Imperialism also raised uncertainties. In the first place it confronted a small minority of whites – for even the majority of that race belonged to those destined to inferiority, as the new discipline of eugenics unceasingly warned … – with the masses of the black, the brown, perhaps above all the yellow, that ‘yellow peril’ against which the Emperor William II called for the union and defence of the west. Could world empires, so easily won, so narrowly based, so absurdly easily ruled thanks to the devotion of a few and the passivity of the many, could they last? Kipling, the greatest – perhaps the only – poet of imperialism welcomed the great moment of demagogic imperial pride, Queen Victoria’s Diamond Jubilee in 1897, with a prophetic reminder of the impermanence of empires:
    Far-called, our navies melt away;
    On dune and headland sinks the fire:
    Lo, all our pomp of yesterday
    Is one with Nineveh and Tyre!
    Judge of the Nations, spare us yet,
    Lest we forget, lest we forget.
Pomp planned the building of an enormous new imperial capital for India in New Delhi. Was Clemenceau the only sceptical observer who would foresee that it would be the latest of a long series of ruins of imperial capitals? And was the vulnerability of global rule so much greater than the vulnerability of domestic rule over the white masses?

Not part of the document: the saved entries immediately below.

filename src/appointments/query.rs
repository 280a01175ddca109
//! Listing parameters: parsing of the raw query string into a validated
//! `ListQuery`, and the paginated response envelope.

use serde::{Deserialize, Serialize};
use uuid::Uuid;

use crate::error::AppError;

pub const DEFAULT_PAGE: u32 = 1;
pub const DEFAULT_LIMIT: u32 = 10;
pub const MAX_LIMIT: u32 = 100;

/// Raw query string. Kept as strings so that non-numeric input is reported
/// as a validation error instead of falling back to a default.
#[derive(Debug, Default, Deserialize)]
#[serde(rename_all = "camelCase")]
pub struct ListParams {
    pub page: Option<String>,
    pub limit: Option<String>,
    pub sort_by: Option<String>,
    pub order: Option<String>,
}

#[derive(Debug, Clone, Copy, PartialEq, Eq, Default)]
pub enum SortField {
    Description,
    #[default]
    CreationDate,
    UpdateDate,
    DueDate,
    CategoryId,
}

impl SortField {
    pub const ALLOWED: [&'static str; 5] =
        ["description", "creationDate", "updateDate", "dueDate", "categoryId"];

    pub fn parse(raw: &str) -> Option<Self> {
        match raw {
            "description" => Some(Self::Description),
            "creationDate" => Some(Self::CreationDate),
            "updateDate" => Some(Self::UpdateDate),
            "dueDate" => Some(Self::DueDate),
            "categoryId" => Some(Self::CategoryId),
            _ => None,
        }
    }

    /// Column name in the `appointments` table.
    pub fn column(self) -> &'static str {
        match self {
            Self::Description => "description",
            Self::CreationDate => "creation_date",
            Self::UpdateDate => "update_date",
            Self::DueDate => "due_date",
            Self::CategoryId => "category_id",
        }
    }
}

#[derive(Debug, Clone, Copy, PartialEq, Eq, Default)]
pub enum SortOrder {
    #[default]
    Asc,
    Desc,
}

impl SortOrder {
    pub fn sql(self) -> &'static str {
        match self {
            Self::Asc => "ASC",
            Self::Desc => "DESC",
        }
    }
}

/// Which rows a listing may see.
#[derive(Debug, Clone, Copy, PartialEq, Eq)]
pub enum Scope {
    Owner(Uuid),
    All,
}

#[derive(Debug, Clone, Copy, PartialEq, Eq)]
pub struct ListQuery {
    pub page: u32,
    pub limit: u32,
    pub sort_by: SortField,
    pub order: SortOrder,
}

impl Default for ListQuery {
    fn default() -> Self {
        Self {
            page: DEFAULT_PAGE,
            limit: DEFAULT_LIMIT,
            sort_by: SortField::default(),
            order: SortOrder::default(),
        }
    }
}

impl ListQuery {
    /// Rows skipped before the current page.
    pub fn skip(&self) -> u64 {
        u64::from(self.page.saturating_sub(1)) * u64::from(self.limit)
    }

    pub fn take(&self) -> u64 {
        u64::from(self.limit)
    }
}

impl TryFrom<ListParams> for ListQuery {
    type Error = AppError;

    fn try_from(p: ListParams) -> Result<Self, Self::Error> {
        let page = match p.page.as_deref() {
            None => DEFAULT_PAGE,
            Some(raw) => parse_number("page", raw)?,
        };
        if page == 0 {
            return Err(AppError::validation("page must be 1 or greater"));
        }

        let limit = match p.limit.as_deref() {
            None => DEFAULT_LIMIT,
            Some(raw) => parse_number("limit", raw)?,
        };
        if limit > MAX_LIMIT {
            return Err(AppError::validation(format!(
                "limit must not exceed {MAX_LIMIT}"
            )));
        }

        let sort_by = match p.sort_by.as_deref() {
            None => SortField::default(),
            Some(raw) => SortField::parse(raw).ok_or_else(|| {
                AppError::validation(format!(
                    "sortBy must be one of: {}",
                    SortField::ALLOWED.join(", ")
                ))
            })?,
        };

        let order = match p.order.as_deref() {
            None => SortOrder::default(),
            Some("asc") => SortOrder::Asc,
            Some("desc") => SortOrder::Desc,
            Some(_) => return Err(AppError::validation("order must be one of: asc, desc")),
        };

        Ok(Self {
            page,
            limit,
            sort_by,
            order,
        })
    }
}

fn parse_number(name: &str, raw: &str) -> Result<u32, AppError> {
    raw.trim()
        .parse::<u32>()
        .map_err(|_| AppError::validation(format!("{name} must be a non-negative integer")))
}

/// Listing envelope: `total` counts every matching row, ignoring pagination.
#[derive(Debug, Serialize)]
pub struct Page<T> {
    pub total: u64,
    pub page: u32,
    pub limit: u32,
    pub data: Vec<T>,
}

#[cfg(test)]
mod tests {
    use super::*;

    fn params(page: Option<&str>, limit: Option<&str>, sort_by: Option<&str>, order: Option<&str>) -> ListParams {
        ListParams {
            page: page.map(Into::into),
            limit: limit.map(Into::into),
            sort_by: sort_by.map(Into::into),
            order: order.map(Into::into),
        }
    }

    #[test]
    fn defaults_when_nothing_given() {
        let q = ListQuery::try_from(ListParams::default()).unwrap();
        assert_eq!(q.page, 1);
        assert_eq!(q.limit, 10);
        assert_eq!(q.sort_by, SortField::CreationDate);
        assert_eq!(q.order, SortOrder::Asc);
        assert_eq!(q.skip(), 0);
    }

    #[test]
    fn skip_follows_page_and_limit() {
        let q = ListQuery::try_from(params(Some("3"), Some("7"), None, None)).unwrap();
        assert_eq!(q.skip(), 14);
        assert_eq!(q.take(), 7);
    }

    #[test]
    fn non_numeric_page_is_rejected() {
        let err = ListQuery::try_from(params(Some("two"), None, None, None)).unwrap_err();
        assert!(matches!(err, AppError::Validation(_)));
        let err = ListQuery::try_from(params(None, Some("-5"), None, None)).unwrap_err();
        assert!(matches!(err, AppError::Validation(_)));
    }

    #[test]
    fn page_zero_and_huge_limit_are_rejected() {
        assert!(ListQuery::try_from(params(Some("0"), None, None, None)).is_err());
        assert!(ListQuery::try_from(params(None, Some("101"), None, None)).is_err());
        assert!(ListQuery::try_from(params(None, Some("0"), None, None)).is_ok());
    }

    #[test]
    fn sort_by_uses_allow_list() {
        let err = ListQuery::try_from(params(None, None, Some("unknownField"), None)).unwrap_err();
        assert!(matches!(err, AppError::Validation(_)));
        // column names are not accepted as aliases
        assert!(ListQuery::try_from(params(None, None, Some("creation_date"), None)).is_err());

        for raw in SortField::ALLOWED {
            let q = ListQuery::try_from(params(None, None, Some(raw), Some("desc"))).unwrap();
            assert_eq!(q.order, SortOrder::Desc);
        }
    }

    #[test]
    fn order_must_be_asc_or_desc() {
        assert!(ListQuery::try_from(params(None, None, None, Some("DESC"))).is_err());
        assert!(ListQuery::try_from(params(None, None, None, Some("random"))).is_err());
    }
}
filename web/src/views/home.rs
use dioxus::prelude::*;
use ui::Landing;

#[component]
pub fn Home() -> Element {
    rsx! {
        Landing {}
    }
}
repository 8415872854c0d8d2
use dioxus::prelude::*;

use crate::Route;

#[component]
pub fn PageNotFound(segments: Vec<String>) -> Element {
    let path = segments.join("/");
    tracing::debug!("No route for /{}", path);

    rsx! {
        div {
            class: "placeholder",
            h1 { "Page not found" }
            p { "Nothing lives at /{path}." }
            Link { to: Route::Home {}, "Back to home" }
        }
    }
}
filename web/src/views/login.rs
//! Sign-in destination of the landing page.

use dioxus::prelude::*;
use ui::BRAND;

use crate::Route;

/// Login page component.
#[component]
pub fn Login() -> Element {
    rsx! {
        div {
            class: "placeholder",
            h1 { "Sign In" }
            p { "Signing in to {BRAND} is not available here yet." }
            Link { to: Route::Home {}, "Back to home" }
        }
    }
}
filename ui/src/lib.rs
//! This crate contains all shared UI for the workspace.

use dioxus::prelude::*;

/// Design tokens and the landing page styles.
pub const THEME_CSS: Asset = asset!("/assets/theme.css");

mod glyph;
pub use glyph::{Glyph, GlyphIcon};

pub mod landing;
pub use landing::{
    CallToAction, CtaLink, Emphasis, Feature, FeatureCard, Landing, Tint, BRAND,
    CALLS_TO_ACTION, FEATURES, REGISTER_HREF, SIGN_IN_HREF, TAGLINE,
};

#[cfg(test)]
mod tests {
    const THEME: &str = include_str!("../assets/theme.css");

    #[test]
    fn test_theme_defines_design_tokens() {
        for token in [
            "--primary:",
            "--primary-foreground:",
            "--border:",
            "--accent:",
            "--muted-foreground:",
        ] {
            assert!(THEME.contains(token), "theme.css is missing {token}");
        }
    }
}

The uncertainty was double-edged. For if empire (and the rule of the ruling classes) was vulnerable to its subjects, though perhaps not yet, not immediately, was it not more immediately vulnerable to the erosion from within of the will to rule, the willingness to wage the Darwinian struggle for the survival of the fittest? Would not the very wealth and luxury which power and enterprise had brought weaken the fibres of those muscles whose constant efforts were necessary to maintain it? Did not empire lead to parasitism at the centre and to the eventual triumph of the barbarians?

Nowhere did such questions sound a more doom-laden echo than in the greatest and most vulnerable of all empires, the one which in size and glory surpassed all empires of the past, and yet in other respects was on the verge of decline. But even the hard-working and energetic Germans saw imperialism as going hand in hand with that ‘rentier state’ which could not but lead to decay. Let J. A. Hobson give word to these fears: if China were to be partitioned,
    the greater part of Western Europe might then assume the appearance and character already exhibited by tracts of country in the South of England, in the Riviera, and in the tourist-ridden or residential parts of Italy and Switzerland, little clusters of wealthy aristocrats drawing dividends and pensions from the Far East, with a somewhat larger group of professional retainers and tradesmen and a large body of personal servants and workers in the transport trade and in the final stages of production of the more perishable goods: all the main arterial industries would have disappeared, the staple foods and manufactures flowing in as tribute from Africa and Asia
The bourgeoisie’s belle époque would thus disarm it. The charming, harmless Eloi of H. G. Wells’ novel, living lives of play in the sun, would be at the mercy of the dark Morlocks on whom they depended, and against whom they were helpless. ‘Europe’ wrote the German economist Schulze-Gaevernitz, will shift the burden of physical toil, first agriculture and mining, then the more arduous toil in industry – on to the coloured races, and itself be content with the role of rentier, and in this way, perhaps, pave the way for the economic and later, the political emancipation of the coloured races.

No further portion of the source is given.